That said, you will no doubt need to read and study the cited references – and create a DTD or two on your own – before fully understanding the many nuances of DTDs. To launch you on the way to a complete understanding of DTDs, this month’s column and next month’s will explain what document type definitions do and how they do it by guiding you step by step through the development of one for a hypothetical resume. This tutorial, however, is by no means a complete introduction to DTDs; instead, it seeks to get you started, to familiarize you with DTDs, and to point you in the right direction to get more information. After reading and studying this column and the resources to which I refer you, you should be ready to begin creating DTDs for your own XML publishing projects.

Constraining Data with Rules

A document type definition lays out the underlying rules that constrain the data in an XML document, much like grammar supplies the tacit rules by which we concatenate words into sentences. To constrain XML data, a DTD combines syntax and operators, all explained below, to form explicit rules that principally do the following:

Declare the elements that may appear in a document
Describe the legal content of an element
Specify the permissable children, if any, of each element
Set the order in which elements must appear
Generalize about the number of times each element may occur
Specify the kind of data a terminal element may contain
List the attributes that an element may take
Indicate whether an attribute is required or optional
Provide an easy way in the form of entities to substitute some characters for others.
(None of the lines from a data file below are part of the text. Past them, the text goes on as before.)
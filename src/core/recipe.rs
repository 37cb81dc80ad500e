use serde::{Deserialize, Serialize};
use std::collections::HashSet;

/// Separator used to join ingredients into [`Recipe::ingredients_text`]
pub const INGREDIENT_SEPARATOR: &str = ", ";

/// A recipe in the corpus
#[derive(Debug, Clone, Serialize, Deserialize)]
pub struct Recipe {
    /// Display name, also the (case-insensitive) lookup key
    pub name: String,

    /// Normalized lowercase ingredients, in source order
    pub ingredients: Vec<String>,

    /// Instruction steps, in order
    #[serde(default)]
    pub steps: Vec<String>,

    // === Pre-computed for fast matching (populated on construction) ===
    /// Lowercase ingredients joined by [`INGREDIENT_SEPARATOR`]
    #[serde(skip)]
    pub ingredients_text: String,
}

impl Recipe {
    pub fn new(
        name: impl Into<String>,
        ingredients: impl IntoIterator<Item = impl AsRef<str>>,
        steps: impl IntoIterator<Item = impl Into<String>>,
    ) -> Self {
        let mut recipe = Self {
            name: name.into().trim().to_string(),
            ingredients: ingredients
                .into_iter()
                .filter_map(|i| normalize_ingredient(i.as_ref()))
                .collect(),
            steps: steps
                .into_iter()
                .map(Into::into)
                .map(|s: String| s.trim().to_string())
                .filter(|s| !s.is_empty())
                .collect(),
            ingredients_text: String::new(),
        };
        recipe.rebuild_text();
        recipe
    }

    /// Rebuild [`Recipe::ingredients_text`] after deserializing
    pub fn rebuild_text(&mut self) {
        self.ingredients_text = self.ingredients.join(INGREDIENT_SEPARATOR);
    }

    /// Lowercase name used for case-insensitive comparisons
    #[must_use]
    pub fn key(&self) -> String {
        self.name.to_lowercase()
    }

    /// Ingredients of this recipe that are not in `have`
    #[must_use]
    #[allow(clippy::implicit_hasher)]
    pub fn missing_from<'a>(&'a self, have: &HashSet<&str>) -> Vec<&'a str> {
        let mut seen: HashSet<&str> = HashSet::new();
        self.ingredients
            .iter()
            .map(String::as_str)
            .filter(|i| !have.contains(*i) && seen.insert(*i))
            .collect()
    }
}

/// Lowercase and trim an ingredient; `None` when nothing is left
#[must_use]
pub fn normalize_ingredient(raw: &str) -> Option<String> {
    let trimmed = raw.trim().to_lowercase();
    if trimmed.is_empty() {
        None
    } else {
        Some(trimmed)
    }
}

#[cfg(test)]
mod tests {
    use super::*;

    #[test]
    fn test_new_normalizes_ingredients() {
        let recipe = Recipe::new(
            "  Veggie Stew ",
            ["Carrot", " potato ", "", "Chicken Broth"],
            ["Chop.", "  ", "Simmer."],
        );
        assert_eq!(recipe.name, "Veggie Stew");
        assert_eq!(recipe.ingredients, vec!["carrot", "potato", "chicken broth"]);
        assert_eq!(recipe.ingredients_text, "carrot, potato, chicken broth");
        assert_eq!(recipe.steps, vec!["Chop.", "Simmer."]);
        assert_eq!(recipe.key(), "veggie stew");
    }

    #[test]
    fn test_missing_from_counts_each_ingredient_once() {
        let recipe = Recipe::new(
            "Salad",
            ["tomato", "basil", "tomato", "mozzarella"],
            Vec::<String>::new(),
        );
        let have: HashSet<&str> = ["tomato"].into_iter().collect();
        assert_eq!(recipe.missing_from(&have), vec!["basil", "mozzarella"]);
    }

    #[test]
    fn test_rebuild_text_after_deserialize() {
        let mut recipe: Recipe =
            serde_json::from_str(r#"{"name":"Toast","ingredients":["bread","butter"]}"#).unwrap();
        assert!(recipe.ingredients_text.is_empty());
        recipe.rebuild_text();
        assert_eq!(recipe.ingredients_text, "bread, butter");
        assert!(recipe.steps.is_empty());
    }
}
use std::io::Read;

use crate::catalog::store::{CorpusError, RawField, RecipeRecord};

/// Accepted header names for each column, matched case-insensitively
const NAME_COLUMNS: &[&str] = &["name", "title", "recipe"];
const INGREDIENT_COLUMNS: &[&str] = &["ingredients", "ner"];
const STEP_COLUMNS: &[&str] = &["steps", "directions", "instructions"];

/// Read recipe records from CSV with a header row.
///
/// The name and ingredient columns are required; the steps column is optional.
/// Ingredient and step cells are kept raw and parsed best-effort later.
///
/// # Errors
///
/// Returns `CorpusError::CsvError` on malformed CSV, or
/// `CorpusError::MissingColumn` if a required column is absent.
pub fn read_records<R: Read>(reader: R) -> Result<Vec<RecipeRecord>, CorpusError> {
    let mut reader = ::csv::ReaderBuilder::new().flexible(true).from_reader(reader);

    let headers = reader.headers()?.clone();
    let find = |names: &[&str]| {
        headers
            .iter()
            .position(|h| names.iter().any(|n| h.trim().eq_ignore_ascii_case(n)))
    };

    let name_col = find(NAME_COLUMNS).ok_or(CorpusError::MissingColumn("name"))?;
    let ingredient_col = find(INGREDIENT_COLUMNS).ok_or(CorpusError::MissingColumn("ingredients"))?;
    let step_col = find(STEP_COLUMNS);

    let mut records = Vec::new();
    for row in reader.records() {
        let row = row?;
        let cell = |idx: usize| row.get(idx).unwrap_or_default().to_string();

        records.push(RecipeRecord {
            name: cell(name_col),
            ingredients: RawField::Text(cell(ingredient_col)),
            steps: step_col.map(cell).map(RawField::Text).unwrap_or_default(),
        });
    }

    Ok(records)
}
Each of these tasks maps to an aspect of DTD syntax or to a DTD operator, which together form the building blocks of a DTD. Next month, I will address attributes, entities, and some of the more advanced aspects of DTDs. This month we’ll look at the element-specific tasks and bring them to bear on a hypothetical resume.

Proconstruction Analysis

Once you’ve analyzed a representative subset of the documents in your document set, diced them up into a suitable level of structured detail, defined your markup strategy as well as your tags and attributes, and applied them to several documents in your set (see last month’s tutorial for more information), you’re ready to begin creating your DTD, beginning what will no doubt be an iterative process.

You can create a DTD in one of two ways: Write it from scratch, by hand, as I’ll do below, using a text editor like UltraEdit. Or, you can make use of a DTD-creation tool. XML Authority, available from TIBCO Extensibility at http://www.extensibility.com/solutions/trial.htm, simplifies DTD construction. And it checks for errors, too, a few of which you’ll probably make in your first DTD. It also has a useful help section on best practices.

Declaring Elements and their Contents

Let’s say we want all the resumes in a set of them to contain the root element resume. To declare an element, you use the <!ELEMENT> declaration. Thus, to declare the resume element in the DTD, write

<!ELEMENT resume ANY>

This statement declares that the element resume may appear with, as the DTD keyword ANY indicates, any combination of text and child nodes. The syntax of the <!ELEMENT> declaration is this:

<!ELEMENT elementName {rule}>

where {rule} may be replaced either by a DTD keyword in all capitals like ANY or EMPTY or by a parentheses-enclosed rule with one or more child elements separated either by commas, indicating that their appearance is required in the order specified, or by a vertical bar, indicating choice. Don’t panic; I’ll show you examples of all this below.

In our example with the resume element above, the syntactic slot for the rule filled by the keyword ANY is used to describe the legal content – a content model – of the resume element: In this case it can by anything from child elements to text. But using the ANY does little to constrain our data, defying the purpose of our DTD, which is to make explicit the permissible relationships and associations among the data in a set of XML documents. Thus, in the rule slot where I’ve used the keyword ANY, better constraints can and should be put in place. Instead of simply saying that the resume element can take any combination of child elements and text, let’s state exactly what children it may contain.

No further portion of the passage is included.